--- Data shown ---

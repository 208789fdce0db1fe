// Copyright 2025 LiveKit, Inc.
//
// Licensed under the Apache License, Version 2.0 (the "License");
// you may not use this file except in compliance with the License.
// You may obtain a copy of the License at
//
//     http://www.apache.org/licenses/LICENSE-2.0
//
// Unless required by applicable law or agreed to in writing, software
// distributed under the License is distributed on an "AS IS" BASIS,
// WITHOUT WARRANTIES OR CONDITIONS OF ANY KIND, either express or implied.
// See the License for the specific language governing permissions and
// limitations under the License.
use crate::packet::{Extensions, FrameMarker, Packet};
use bytes::{Bytes, BytesMut};
use std::{collections::BTreeMap, fmt};
use thiserror::Error;

/// Reassembles packets into frames.
///
/// Only one frame is assembled at a time. Packets between the start and final
/// packet of a frame may arrive in any order; the final packet completes the frame.
///
#[derive(Debug, Default)]
pub struct Depacketizer {
    partial: Option<PartialFrame>,
}

/// A frame that has been fully reassembled by [`Depacketizer`].
#[derive(Debug, PartialEq, Eq)]
pub struct DepacketizerFrame {
    pub payload: Bytes,
    /// Extensions carried by the frame's first packet.
    pub extensions: Extensions,
}

impl Depacketizer {
    /// Maximum number of packets to buffer per frame before dropping.
    pub const MAX_BUFFER_PACKETS: usize = 128;

    pub fn new() -> Self {
        Self::default()
    }

    /// Push a packet into the depacketizer.
    pub fn push(&mut self, packet: Packet) -> DepacketizerPushResult {
        let header = &packet.header;
        match header.marker {
            FrameMarker::Single => {
                let interrupted = self.abandon(DepacketizerDropReason::Interrupted);
                let extensions = packet.header.extensions;
                let frame = DepacketizerFrame { payload: packet.payload, extensions };
                DepacketizerPushResult { frame: Some(frame), drop_error: interrupted }
            }
            FrameMarker::Start => {
                let interrupted = self.abandon(DepacketizerDropReason::Interrupted);
                self.partial = Some(PartialFrame::start(packet));
                DepacketizerPushResult { frame: None, drop_error: interrupted }
            }
            FrameMarker::Inter | FrameMarker::Final => {
                let Some(partial) = self.partial.as_mut() else {
                    return DepacketizerDropError {
                        frame_number: header.frame_number,
                        reason: DepacketizerDropReason::UnknownFrame,
                    }
                    .into();
                };
                if header.frame_number != partial.frame_number {
                    return self.abandon(DepacketizerDropReason::Interrupted).into();
                }
                if partial.payloads.len() >= Self::MAX_BUFFER_PACKETS {
                    return self.abandon(DepacketizerDropReason::BufferFull).into();
                }
                let is_final = header.marker == FrameMarker::Final;
                let sequence = header.sequence;
                partial.insert(sequence, packet.payload);
                if !is_final {
                    return DepacketizerPushResult::default();
                }
                match self.partial.take() {
                    Some(partial) => partial.assemble(sequence),
                    None => DepacketizerPushResult::default(),
                }
            }
        }
    }

    /// Discards the frame being assembled, if any, reporting why.
    fn abandon(&mut self, reason: DepacketizerDropReason) -> Option<DepacketizerDropError> {
        let partial = self.partial.take()?;
        Some(DepacketizerDropError { frame_number: partial.frame_number, reason })
    }
}

/// Frame being assembled as packets are received.
#[derive(Debug)]
struct PartialFrame {
    frame_number: u16,
    start_sequence: u16,
    /// Extensions from the start packet.
    extensions: Extensions,
    /// Payloads keyed by sequence number.
    payloads: BTreeMap<u16, Bytes>,
}

impl PartialFrame {
    fn start(packet: Packet) -> Self {
        let header = packet.header;
        Self {
            frame_number: header.frame_number,
            start_sequence: header.sequence,
            extensions: header.extensions,
            payloads: BTreeMap::from([(header.sequence, packet.payload)]),
        }
    }

    fn insert(&mut self, sequence: u16, payload: Bytes) {
        if self.payloads.insert(sequence, payload).is_some() {
            log::warn!(
                "Duplicate packet for sequence {} on frame {}, using latest",
                sequence,
                self.frame_number
            );
        }
    }

    /// Concatenates payloads from the start packet through `end_sequence`,
    /// following sequence numbers across wrap-around.
    fn assemble(mut self, end_sequence: u16) -> DepacketizerPushResult {
        let expected = end_sequence.wrapping_sub(self.start_sequence).wrapping_add(1);
        let received = self.payloads.len() as u16;

        let payload_len = self.payloads.values().map(Bytes::len).sum();
        let mut payload = BytesMut::with_capacity(payload_len);
        let mut sequence = self.start_sequence;
        loop {
            let Some(part) = self.payloads.remove(&sequence) else {
                return DepacketizerDropError {
                    frame_number: self.frame_number,
                    reason: DepacketizerDropReason::Incomplete { received, expected },
                }
                .into();
            };
            payload.extend_from_slice(&part);
            if sequence == end_sequence {
                break;
            }
            sequence = sequence.wrapping_add(1);
        }
        DepacketizerFrame { payload: payload.freeze(), extensions: self.extensions }.into()
    }
}

/// Result from a call to [`Depacketizer::push`].
///
/// A single push can both complete a frame and drop the frame that was being
/// assembled before it, so both outcomes are reported side by side.
///
#[derive(Debug, Default)]
pub struct DepacketizerPushResult {
    pub frame: Option<DepacketizerFrame>,
    pub drop_error: Option<DepacketizerDropError>,
}

impl From<DepacketizerFrame> for DepacketizerPushResult {
    fn from(frame: DepacketizerFrame) -> Self {
        Self { frame: Some(frame), drop_error: None }
    }
}

impl From<DepacketizerDropError> for DepacketizerPushResult {
    fn from(drop_error: DepacketizerDropError) -> Self {
        Self { frame: None, drop_error: Some(drop_error) }
    }
}

impl From<Option<DepacketizerDropError>> for DepacketizerPushResult {
    fn from(drop_error: Option<DepacketizerDropError>) -> Self {
        Self { frame: None, drop_error }
    }
}

/// An error indicating a frame was dropped.
#[derive(Debug, Clone, Error, PartialEq, Eq)]
#[error("Frame {frame_number} dropped: {reason}")]
pub struct DepacketizerDropError {
    frame_number: u16,
    reason: DepacketizerDropReason,
}

impl DepacketizerDropError {
    /// Number of the dropped frame.
    pub fn frame_number(&self) -> u16 {
        self.frame_number
    }

    pub fn reason(&self) -> DepacketizerDropReason {
        self.reason
    }
}

/// Reason why a frame was dropped.
#[derive(Debug, Clone, Copy, PartialEq, Eq)]
pub enum DepacketizerDropReason {
    /// Interrupted by a packet belonging to another frame.
    Interrupted,
    /// Start packet was never received.
    UnknownFrame,
    /// Too many packets buffered for one frame.
    BufferFull,
    /// Final packet received before all others.
    Incomplete {
        /// Number of packets received.
        received: u16,
        /// Number of packets expected.
        expected: u16,
    },
}

impl fmt::Display for DepacketizerDropReason {
    fn fmt(&self, f: &mut fmt::Formatter<'_>) -> fmt::Result {
        match self {
            Self::Interrupted => write!(f, "interrupted"),
            Self::UnknownFrame => write!(f, "unknown frame"),
            Self::BufferFull => write!(f, "buffer full"),
            Self::Incomplete { received, expected } => {
                write!(f, "incomplete ({}/{})", received, expected)
            }
        }
    }
}
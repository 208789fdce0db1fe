// Copyright 2025 LiveKit, Inc.
//
// Licensed under the Apache License, Version 2.0 (the "License");
// you may not use this file except in compliance with the License.
// You may obtain a copy of the License at
//
//     http://www.apache.org/licenses/LICENSE-2.0
//
// Unless required by applicable law or agreed to in writing, software
// distributed under the License is distributed on an "AS IS" BASIS,
// WITHOUT WARRANTIES OR CONDITIONS OF ANY KIND, either express or implied.
// See the License for the specific language governing permissions and
// limitations under the License.
use super::{
    events::*, pipeline::Pipeline, LocalDataTrack, LocalTrackInner, LocalTrackState,
    UnpublishInitiator,
};
use crate::{
    api::{DataTrackInfo, DataTrackOptions, InternalError, PublishError},
    e2ee::EncryptionProvider,
    packet::{Handle, HandleAllocator},
    utils::{watch_expiry, Expiry},
};
use anyhow::{anyhow, Context};
use futures_core::Stream;
use parking_lot::Mutex;
use std::{collections::HashMap, mem, sync::Arc, time::Duration};
use tokio::sync::{mpsc, oneshot, watch};
use tokio_stream::wrappers::ReceiverStream;
use tokio_util::sync::{CancellationToken, DropGuard};

/// Options for creating a [`Manager`].
#[derive(Debug, Clone)]
pub struct ManagerOptions {
    /// Provider used to encrypt outgoing frame payloads.
    ///
    /// Tracks are published with end-to-end encryption whenever a provider is
    /// set, unless disabled in the track's [`DataTrackOptions`].
    ///
    pub encryption: Option<Arc<dyn EncryptionProvider>>,
    /// Maximum size of an encoded packet in bytes, including its header.
    pub mtu: usize,
}

impl Default for ManagerOptions {
    fn default() -> Self {
        Self { encryption: None, mtu: Manager::DEFAULT_MTU }
    }
}

/// System for managing data track publications.
pub struct Manager {
    encryption: Option<Arc<dyn EncryptionProvider>>,
    mtu: usize,
    event_in_tx: mpsc::WeakSender<InputEvent>,
    event_in_rx: mpsc::Receiver<InputEvent>,
    event_out_tx: mpsc::Sender<OutputEvent>,
    handle_allocator: HandleAllocator,
    descriptors: HashMap<Handle, Descriptor>,
}

#[derive(Debug)]
enum Descriptor {
    /// Publication is awaiting SFU response.
    Pending(PendingPublication),
    /// Publication is active.
    Active { state_tx: watch::Sender<LocalTrackState> },
    /// Client unpublished the track; awaiting SFU acknowledgement.
    Unpublishing {
        state_tx: watch::Sender<LocalTrackState>,
        /// Stops the acknowledgement timeout once dropped.
        _expiry: DropGuard,
    },
}

#[derive(Debug)]
struct PendingPublication {
    uses_e2ee: bool,
    result_tx: oneshot::Sender<Result<LocalDataTrack, PublishError>>,
    /// Stops the timeout and cancellation watch once dropped.
    _expiry: DropGuard,
}
// Copyright 2025 LiveKit, Inc.
//
// Licensed under the Apache License, Version 2.0 (the "License");
// you may not use this file except in compliance with the License.
// You may obtain a copy of the License at
//
//     http://www.apache.org/licenses/LICENSE-2.0
//
// Unless required by applicable law or agreed to in writing, software
// distributed under the License is distributed on an "AS IS" BASIS,
// WITHOUT WARRANTIES OR CONDITIONS OF ANY KIND, either express or implied.
// See the License for the specific language governing permissions and
// limitations under the License.

#![doc = include_str!("../README.md")]

/// Common types for local and remote tracks.
mod track;

/// Local track publication.
mod local;

/// Remote track subscription.
mod remote;

/// Application-level frame.
mod frame;

/// Provider for end-to-end encryption/decryption.
mod e2ee;

/// Data track packet format.
mod packet;

/// Internal utilities.
mod utils;

/// Internal error.
mod error;

/// Public APIs re-exported by client SDKs.
pub mod api {
    pub use crate::{
        error::InternalError,
        frame::DataTrackFrame,
        local::{
            DataTrackOptions, Local, LocalDataTrack, PublishError, PublishFrameError,
            PublishFrameErrorReason,
        },
        remote::{DataTrackSubscription, Remote, RemoteDataTrack, SubscribeError},
        track::{DataTrack, DataTrackInfo, DataTrackSid},
    };
}

/// Internal APIs used within client SDKs to power data tracks functionality.
pub mod backend {
    pub use crate::e2ee::*;

    /// Packet format and codec.
    pub mod packet {
        pub use crate::packet::*;
    }

    /// Local track publication.
    pub mod local {
        pub use crate::local::{
            events::*,
            manager::{Manager, ManagerInput, ManagerOptions},
            packetizer::{Packetizer, PacketizerError, PacketizerFrame, Packets},
            pipeline::{Pipeline, PipelineError},
        };
    }

    /// Remote track subscription.
    pub mod remote {
        pub use crate::remote::{
            depacketizer::{
                Depacketizer, DepacketizerDropError, DepacketizerDropReason, DepacketizerFrame,
                DepacketizerPushResult,
            },
            events::*,
            manager::{Manager, ManagerInput, ManagerOptions},
            pipeline::{Pipeline, PipelineOutput},
        };
    }
}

---

▶ _How to complete this task_
Give the number of lines in the entries that include the string "match", and nothing else.

▶ _Expected answer_
3